Source data:
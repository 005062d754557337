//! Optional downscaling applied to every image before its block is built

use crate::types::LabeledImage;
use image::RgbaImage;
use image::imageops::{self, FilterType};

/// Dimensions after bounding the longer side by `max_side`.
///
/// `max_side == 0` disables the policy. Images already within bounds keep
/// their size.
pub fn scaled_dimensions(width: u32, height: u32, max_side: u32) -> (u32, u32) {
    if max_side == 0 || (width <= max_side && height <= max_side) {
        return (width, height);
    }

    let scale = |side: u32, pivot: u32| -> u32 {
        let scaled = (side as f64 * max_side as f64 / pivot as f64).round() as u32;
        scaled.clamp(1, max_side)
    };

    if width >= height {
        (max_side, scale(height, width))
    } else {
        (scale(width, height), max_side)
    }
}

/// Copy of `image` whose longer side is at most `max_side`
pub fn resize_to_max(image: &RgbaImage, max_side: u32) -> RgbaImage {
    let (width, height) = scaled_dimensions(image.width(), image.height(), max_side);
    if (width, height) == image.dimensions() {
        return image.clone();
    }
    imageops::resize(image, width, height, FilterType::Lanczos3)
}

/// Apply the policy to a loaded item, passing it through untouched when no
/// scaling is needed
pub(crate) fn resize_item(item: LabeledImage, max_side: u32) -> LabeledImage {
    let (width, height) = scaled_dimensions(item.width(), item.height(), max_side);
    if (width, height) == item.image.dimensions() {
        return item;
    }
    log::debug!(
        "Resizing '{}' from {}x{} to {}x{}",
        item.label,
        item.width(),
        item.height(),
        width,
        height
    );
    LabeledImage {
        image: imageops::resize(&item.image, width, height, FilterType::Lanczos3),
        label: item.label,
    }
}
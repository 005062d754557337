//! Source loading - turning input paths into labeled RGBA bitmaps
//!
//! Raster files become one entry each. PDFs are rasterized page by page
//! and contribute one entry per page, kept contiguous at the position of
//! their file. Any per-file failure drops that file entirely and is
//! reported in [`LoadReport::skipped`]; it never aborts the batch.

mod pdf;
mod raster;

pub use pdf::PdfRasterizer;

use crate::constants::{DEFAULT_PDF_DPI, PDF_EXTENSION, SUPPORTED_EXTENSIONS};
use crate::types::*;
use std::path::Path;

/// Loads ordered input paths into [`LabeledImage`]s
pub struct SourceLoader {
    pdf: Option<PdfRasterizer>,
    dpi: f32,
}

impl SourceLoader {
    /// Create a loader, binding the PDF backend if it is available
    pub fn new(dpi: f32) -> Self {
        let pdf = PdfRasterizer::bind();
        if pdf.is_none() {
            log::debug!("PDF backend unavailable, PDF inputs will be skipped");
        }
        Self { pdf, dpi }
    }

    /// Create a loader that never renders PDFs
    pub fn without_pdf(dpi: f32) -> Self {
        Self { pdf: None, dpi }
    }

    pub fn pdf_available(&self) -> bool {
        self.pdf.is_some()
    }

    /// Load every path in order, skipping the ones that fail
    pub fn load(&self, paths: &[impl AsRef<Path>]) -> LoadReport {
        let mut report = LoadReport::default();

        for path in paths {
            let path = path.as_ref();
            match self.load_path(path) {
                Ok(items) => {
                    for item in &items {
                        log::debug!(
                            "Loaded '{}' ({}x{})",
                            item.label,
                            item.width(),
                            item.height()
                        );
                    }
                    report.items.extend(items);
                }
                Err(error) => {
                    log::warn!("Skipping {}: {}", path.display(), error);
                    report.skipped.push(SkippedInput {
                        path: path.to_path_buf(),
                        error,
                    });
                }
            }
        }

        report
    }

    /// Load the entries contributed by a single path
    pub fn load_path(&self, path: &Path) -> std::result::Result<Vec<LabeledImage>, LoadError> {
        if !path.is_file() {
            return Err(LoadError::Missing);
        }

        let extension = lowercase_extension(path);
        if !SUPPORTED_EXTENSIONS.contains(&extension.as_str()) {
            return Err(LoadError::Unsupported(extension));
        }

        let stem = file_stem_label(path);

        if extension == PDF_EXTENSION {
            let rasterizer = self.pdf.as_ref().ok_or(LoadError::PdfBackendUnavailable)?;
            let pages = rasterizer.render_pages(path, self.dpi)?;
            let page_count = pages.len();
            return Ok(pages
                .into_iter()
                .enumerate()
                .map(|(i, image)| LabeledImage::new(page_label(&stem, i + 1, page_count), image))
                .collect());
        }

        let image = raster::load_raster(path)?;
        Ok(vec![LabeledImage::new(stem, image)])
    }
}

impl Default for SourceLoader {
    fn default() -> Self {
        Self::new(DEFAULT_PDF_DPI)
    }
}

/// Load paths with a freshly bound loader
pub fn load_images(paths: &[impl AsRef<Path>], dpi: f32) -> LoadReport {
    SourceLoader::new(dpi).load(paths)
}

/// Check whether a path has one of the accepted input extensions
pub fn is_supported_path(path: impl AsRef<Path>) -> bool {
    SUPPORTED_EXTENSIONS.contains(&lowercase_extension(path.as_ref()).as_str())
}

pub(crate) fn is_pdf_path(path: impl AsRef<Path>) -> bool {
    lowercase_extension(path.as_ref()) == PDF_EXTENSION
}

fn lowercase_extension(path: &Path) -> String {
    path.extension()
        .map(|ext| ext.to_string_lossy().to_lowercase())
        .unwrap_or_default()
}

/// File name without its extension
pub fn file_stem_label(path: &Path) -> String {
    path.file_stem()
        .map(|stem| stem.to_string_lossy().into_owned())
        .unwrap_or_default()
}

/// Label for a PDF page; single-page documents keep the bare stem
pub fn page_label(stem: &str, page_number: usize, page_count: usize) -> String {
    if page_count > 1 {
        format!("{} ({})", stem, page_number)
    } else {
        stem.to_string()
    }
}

◆ **ACTION ITEM**
A reply should hold exactly the lines from the one containing "usize, page_count: usize)" through the end of the data above, nothing more.

◆ **THE COMPLETED TASK**
pub fn page_label(stem: &str, page_number: usize, page_count: usize) -> String {
    if page_count > 1 {
        format!("{} ({})", stem, page_number)
    } else {
        stem.to_string()
    }
}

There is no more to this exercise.